- **What the task requires**
Which lines in the records below contain the word "read"? Copy each of them.

- **Saved data entries**
BEGIN

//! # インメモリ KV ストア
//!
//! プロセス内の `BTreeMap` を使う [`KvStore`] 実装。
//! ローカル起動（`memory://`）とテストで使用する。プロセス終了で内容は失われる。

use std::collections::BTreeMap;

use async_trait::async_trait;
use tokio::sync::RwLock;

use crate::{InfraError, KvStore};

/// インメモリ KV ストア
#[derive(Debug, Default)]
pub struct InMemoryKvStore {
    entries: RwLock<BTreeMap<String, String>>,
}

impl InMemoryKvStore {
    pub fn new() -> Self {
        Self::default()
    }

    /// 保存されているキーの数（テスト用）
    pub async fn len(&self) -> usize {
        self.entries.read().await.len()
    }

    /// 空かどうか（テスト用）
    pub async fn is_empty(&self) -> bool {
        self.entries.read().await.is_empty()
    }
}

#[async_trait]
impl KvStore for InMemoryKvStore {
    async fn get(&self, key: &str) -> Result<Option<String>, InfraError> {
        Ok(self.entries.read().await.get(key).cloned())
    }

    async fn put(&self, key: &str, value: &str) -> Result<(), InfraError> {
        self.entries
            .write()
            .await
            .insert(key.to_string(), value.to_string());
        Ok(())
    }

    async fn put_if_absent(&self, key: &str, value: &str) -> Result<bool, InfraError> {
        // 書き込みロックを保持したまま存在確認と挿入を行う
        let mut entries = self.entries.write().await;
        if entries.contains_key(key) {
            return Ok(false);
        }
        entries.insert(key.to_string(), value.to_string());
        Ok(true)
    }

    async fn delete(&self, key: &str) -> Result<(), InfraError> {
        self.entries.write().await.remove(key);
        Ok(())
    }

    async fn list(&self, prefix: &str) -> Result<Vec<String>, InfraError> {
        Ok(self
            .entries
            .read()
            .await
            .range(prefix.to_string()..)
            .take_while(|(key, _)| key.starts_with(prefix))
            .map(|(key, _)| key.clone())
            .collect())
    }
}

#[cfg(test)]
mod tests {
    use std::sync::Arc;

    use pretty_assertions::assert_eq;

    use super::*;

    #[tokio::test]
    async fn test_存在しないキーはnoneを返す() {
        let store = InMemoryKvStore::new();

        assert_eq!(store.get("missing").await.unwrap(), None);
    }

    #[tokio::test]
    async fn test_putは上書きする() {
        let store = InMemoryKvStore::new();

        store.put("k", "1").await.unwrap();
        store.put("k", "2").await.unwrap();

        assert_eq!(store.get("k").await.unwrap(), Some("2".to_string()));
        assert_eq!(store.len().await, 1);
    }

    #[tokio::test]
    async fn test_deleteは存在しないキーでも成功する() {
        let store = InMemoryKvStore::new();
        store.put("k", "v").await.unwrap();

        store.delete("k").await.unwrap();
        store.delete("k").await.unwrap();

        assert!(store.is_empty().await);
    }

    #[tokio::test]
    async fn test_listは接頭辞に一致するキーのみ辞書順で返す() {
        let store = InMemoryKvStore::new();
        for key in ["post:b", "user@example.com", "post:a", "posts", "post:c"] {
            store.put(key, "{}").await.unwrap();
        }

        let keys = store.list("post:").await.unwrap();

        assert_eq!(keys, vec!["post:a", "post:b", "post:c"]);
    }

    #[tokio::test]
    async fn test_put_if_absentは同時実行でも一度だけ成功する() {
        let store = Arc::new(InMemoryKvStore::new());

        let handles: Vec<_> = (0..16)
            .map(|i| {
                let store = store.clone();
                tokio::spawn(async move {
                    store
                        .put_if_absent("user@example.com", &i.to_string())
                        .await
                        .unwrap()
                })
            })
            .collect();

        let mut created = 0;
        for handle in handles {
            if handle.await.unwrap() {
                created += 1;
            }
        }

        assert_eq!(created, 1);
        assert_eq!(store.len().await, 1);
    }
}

END

- **Exercise solution**
        self.entries.read().await.len()
        self.entries.read().await.is_empty()
        Ok(self.entries.read().await.get(key).cloned())
            .read()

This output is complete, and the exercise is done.